▶ **Exercise data**
|---|
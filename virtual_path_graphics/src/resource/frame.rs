/// Offscreen multisampled render target with a sampleable resolve texture
///
/// Drawing goes into a multisample framebuffer (color + depth/stencil
/// renderbuffers). `unbind` blits the color samples into a single-sample
/// framebuffer whose color attachment is [`Frame::texture`], ready to be
/// composited.
///
/// `update` reallocates only when size or sample count change, so it is
/// safe to call every frame.

use crate::error::{Error, Result};
use crate::graphics_device::{
    Attachment, BindingPoint, ClearMask, ContextRef, FramebufferTarget, Handle,
    ObjectKind, Rect2D, RenderbufferFormat, TextureFilter,
};
use crate::resource::{GraphicsResource, OwnedHandle, Texture};
use crate::{engine_debug, engine_raise};

pub struct Frame {
    /// Single-sample framebuffer the texture is attached to
    resolve: OwnedHandle,
    /// Multisample framebuffer drawn into
    multisample: OwnedHandle,
    color: OwnedHandle,
    depth_stencil: OwnedHandle,
    texture: Texture,
    width: u32,
    height: u32,
    samples: u32,
}

impl Frame {
    pub fn new(context: &ContextRef) -> Result<Self> {
        Ok(Self {
            resolve: OwnedHandle::create(context, ObjectKind::Framebuffer)?,
            multisample: OwnedHandle::create(context, ObjectKind::Framebuffer)?,
            color: OwnedHandle::create(context, ObjectKind::Renderbuffer)?,
            depth_stencil: OwnedHandle::create(context, ObjectKind::Renderbuffer)?,
            texture: Texture::new(context)?,
            width: 0,
            height: 0,
            samples: 0,
        })
    }

    /// Resize to `width` x `height` with `samples` samples per pixel
    ///
    /// # Errors
    ///
    /// `InvalidArgument` if `samples` is 0. Nothing is reallocated.
    pub fn update(&mut self, width: u32, height: u32, samples: u32) -> Result<()> {
        if samples < 1 {
            return Err(engine_raise!("vpgfx::Frame", Error::InvalidArgument(
                "sample count must be at least 1".to_string()
            )));
        }

        if self.width == width && self.height == height && self.samples == samples {
            return Ok(());
        }

        let resolve = self.resolve.require()?;
        let multisample = self.multisample.require()?;
        let color = self.color.require()?;
        let depth_stencil = self.depth_stencil.require()?;

        self.width = width;
        self.height = height;
        self.samples = samples;

        self.texture.clear(width, height, false)?;

        let mut ctx = self.resolve.context().borrow_mut();
        {
            let mut bound = ctx.bind(BindingPoint::Framebuffer(FramebufferTarget::Draw), Some(resolve));
            bound.device().framebuffer_texture_2d(FramebufferTarget::Draw, Attachment::Color0, self.texture.handle());
        }

        for (renderbuffer, format) in [
            (color, RenderbufferFormat::Rgb8),
            (depth_stencil, RenderbufferFormat::Depth32FStencil8),
        ] {
            let mut bound = ctx.bind(BindingPoint::Renderbuffer, Some(renderbuffer));
            bound.device().renderbuffer_storage_multisample(samples, format, width, height);
        }

        {
            let mut bound = ctx.bind(BindingPoint::Framebuffer(FramebufferTarget::Draw), Some(multisample));
            let device = bound.device();
            device.framebuffer_renderbuffer(FramebufferTarget::Draw, Attachment::Color0, Some(color));
            device.framebuffer_renderbuffer(FramebufferTarget::Draw, Attachment::DepthStencil, Some(depth_stencil));
        }

        engine_debug!("vpgfx::Frame", "resized to {}x{} ({} samples)", width, height, samples);
        Ok(())
    }

    /// Render into the multisample buffers over the full extent
    ///
    /// Both framebuffer targets are bound, so read-backs during the pass see
    /// the frame being drawn.
    pub fn bind(&self) -> Result<()> {
        let multisample = self.multisample.require()?;
        let mut ctx = self.multisample.context().borrow_mut();
        ctx.set_binding(BindingPoint::Framebuffer(FramebufferTarget::Draw), Some(multisample));
        ctx.set_binding(BindingPoint::Framebuffer(FramebufferTarget::Read), Some(multisample));
        ctx.device().viewport(Rect2D::sized(self.width, self.height));
        Ok(())
    }

    /// Resolve the color samples into [`Frame::texture`] and return to the
    /// default framebuffer
    pub fn unbind(&self) -> Result<()> {
        let resolve = self.resolve.require()?;
        let multisample = self.multisample.require()?;
        let extent = Rect2D::sized(self.width, self.height);

        let mut ctx = self.multisample.context().borrow_mut();
        ctx.set_binding(BindingPoint::Framebuffer(FramebufferTarget::Draw), None);
        ctx.set_binding(BindingPoint::Framebuffer(FramebufferTarget::Read), None);

        let mut read = ctx.bind(BindingPoint::Framebuffer(FramebufferTarget::Read), Some(multisample));
        let mut draw = read.bind(BindingPoint::Framebuffer(FramebufferTarget::Draw), Some(resolve));
        draw.device().blit_framebuffer(extent, extent, ClearMask::COLOR, TextureFilter::Nearest);
        Ok(())
    }

    pub fn width(&self) -> u32 {
        self.width
    }

    pub fn height(&self) -> u32 {
        self.height
    }

    pub fn samples(&self) -> u32 {
        self.samples
    }

    /// Resolved single-sample color
    pub fn texture(&self) -> &Texture {
        &self.texture
    }
}

impl GraphicsResource for Frame {
    fn handle(&self) -> Option<Handle> {
        self.resolve.get()
    }

    fn release(&mut self) {
        self.resolve.release();
        self.multisample.release();
        self.color.release();
        self.depth_stencil.release();
        self.texture.release();
    }
}

#[cfg(test)]
#[path = "frame_tests.rs"]
mod tests;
|---|
▶ **Exercise brief**
Word for word, copy all of the listing above.

▶ **Completed task**
filename virtual_path_graphics/src/resource/frame.rs
/// Offscreen multisampled render target with a sampleable resolve texture
///
/// Drawing goes into a multisample framebuffer (color + depth/stencil
/// renderbuffers). `unbind` blits the color samples into a single-sample
/// framebuffer whose color attachment is [`Frame::texture`], ready to be
/// composited.
///
/// `update` reallocates only when size or sample count change, so it is
/// safe to call every frame.

use crate::error::{Error, Result};
use crate::graphics_device::{
    Attachment, BindingPoint, ClearMask, ContextRef, FramebufferTarget, Handle,
    ObjectKind, Rect2D, RenderbufferFormat, TextureFilter,
};
use crate::resource::{GraphicsResource, OwnedHandle, Texture};
use crate::{engine_debug, engine_raise};

pub struct Frame {
    /// Single-sample framebuffer the texture is attached to
    resolve: OwnedHandle,
    /// Multisample framebuffer drawn into
    multisample: OwnedHandle,
    color: OwnedHandle,
    depth_stencil: OwnedHandle,
    texture: Texture,
    width: u32,
    height: u32,
    samples: u32,
}

impl Frame {
    pub fn new(context: &ContextRef) -> Result<Self> {
        Ok(Self {
            resolve: OwnedHandle::create(context, ObjectKind::Framebuffer)?,
            multisample: OwnedHandle::create(context, ObjectKind::Framebuffer)?,
            color: OwnedHandle::create(context, ObjectKind::Renderbuffer)?,
            depth_stencil: OwnedHandle::create(context, ObjectKind::Renderbuffer)?,
            texture: Texture::new(context)?,
            width: 0,
            height: 0,
            samples: 0,
        })
    }

    /// Resize to `width` x `height` with `samples` samples per pixel
    ///
    /// # Errors
    ///
    /// `InvalidArgument` if `samples` is 0. Nothing is reallocated.
    pub fn update(&mut self, width: u32, height: u32, samples: u32) -> Result<()> {
        if samples < 1 {
            return Err(engine_raise!("vpgfx::Frame", Error::InvalidArgument(
                "sample count must be at least 1".to_string()
            )));
        }

        if self.width == width && self.height == height && self.samples == samples {
            return Ok(());
        }

        let resolve = self.resolve.require()?;
        let multisample = self.multisample.require()?;
        let color = self.color.require()?;
        let depth_stencil = self.depth_stencil.require()?;

        self.width = width;
        self.height = height;
        self.samples = samples;

        self.texture.clear(width, height, false)?;

        let mut ctx = self.resolve.context().borrow_mut();
        {
            let mut bound = ctx.bind(BindingPoint::Framebuffer(FramebufferTarget::Draw), Some(resolve));
            bound.device().framebuffer_texture_2d(FramebufferTarget::Draw, Attachment::Color0, self.texture.handle());
        }

        for (renderbuffer, format) in [
            (color, RenderbufferFormat::Rgb8),
            (depth_stencil, RenderbufferFormat::Depth32FStencil8),
        ] {
            let mut bound = ctx.bind(BindingPoint::Renderbuffer, Some(renderbuffer));
            bound.device().renderbuffer_storage_multisample(samples, format, width, height);
        }

        {
            let mut bound = ctx.bind(BindingPoint::Framebuffer(FramebufferTarget::Draw), Some(multisample));
            let device = bound.device();
            device.framebuffer_renderbuffer(FramebufferTarget::Draw, Attachment::Color0, Some(color));
            device.framebuffer_renderbuffer(FramebufferTarget::Draw, Attachment::DepthStencil, Some(depth_stencil));
        }

        engine_debug!("vpgfx::Frame", "resized to {}x{} ({} samples)", width, height, samples);
        Ok(())
    }

    /// Render into the multisample buffers over the full extent
    ///
    /// Both framebuffer targets are bound, so read-backs during the pass see
    /// the frame being drawn.
    pub fn bind(&self) -> Result<()> {
        let multisample = self.multisample.require()?;
        let mut ctx = self.multisample.context().borrow_mut();
        ctx.set_binding(BindingPoint::Framebuffer(FramebufferTarget::Draw), Some(multisample));
        ctx.set_binding(BindingPoint::Framebuffer(FramebufferTarget::Read), Some(multisample));
        ctx.device().viewport(Rect2D::sized(self.width, self.height));
        Ok(())
    }

    /// Resolve the color samples into [`Frame::texture`] and return to the
    /// default framebuffer
    pub fn unbind(&self) -> Result<()> {
        let resolve = self.resolve.require()?;
        let multisample = self.multisample.require()?;
        let extent = Rect2D::sized(self.width, self.height);

        let mut ctx = self.multisample.context().borrow_mut();
        ctx.set_binding(BindingPoint::Framebuffer(FramebufferTarget::Draw), None);
        ctx.set_binding(BindingPoint::Framebuffer(FramebufferTarget::Read), None);

        let mut read = ctx.bind(BindingPoint::Framebuffer(FramebufferTarget::Read), Some(multisample));
        let mut draw = read.bind(BindingPoint::Framebuffer(FramebufferTarget::Draw), Some(resolve));
        draw.device().blit_framebuffer(extent, extent, ClearMask::COLOR, TextureFilter::Nearest);
        Ok(())
    }

    pub fn width(&self) -> u32 {
        self.width
    }

    pub fn height(&self) -> u32 {
        self.height
    }

    pub fn samples(&self) -> u32 {
        self.samples
    }

    /// Resolved single-sample color
    pub fn texture(&self) -> &Texture {
        &self.texture
    }
}

impl GraphicsResource for Frame {
    fn handle(&self) -> Option<Handle> {
        self.resolve.get()
    }

    fn release(&mut self) {
        self.resolve.release();
        self.multisample.release();
        self.color.release();
        self.depth_stencil.release();
        self.texture.release();
    }
}

#[cfg(test)]
#[path = "frame_tests.rs"]
mod tests;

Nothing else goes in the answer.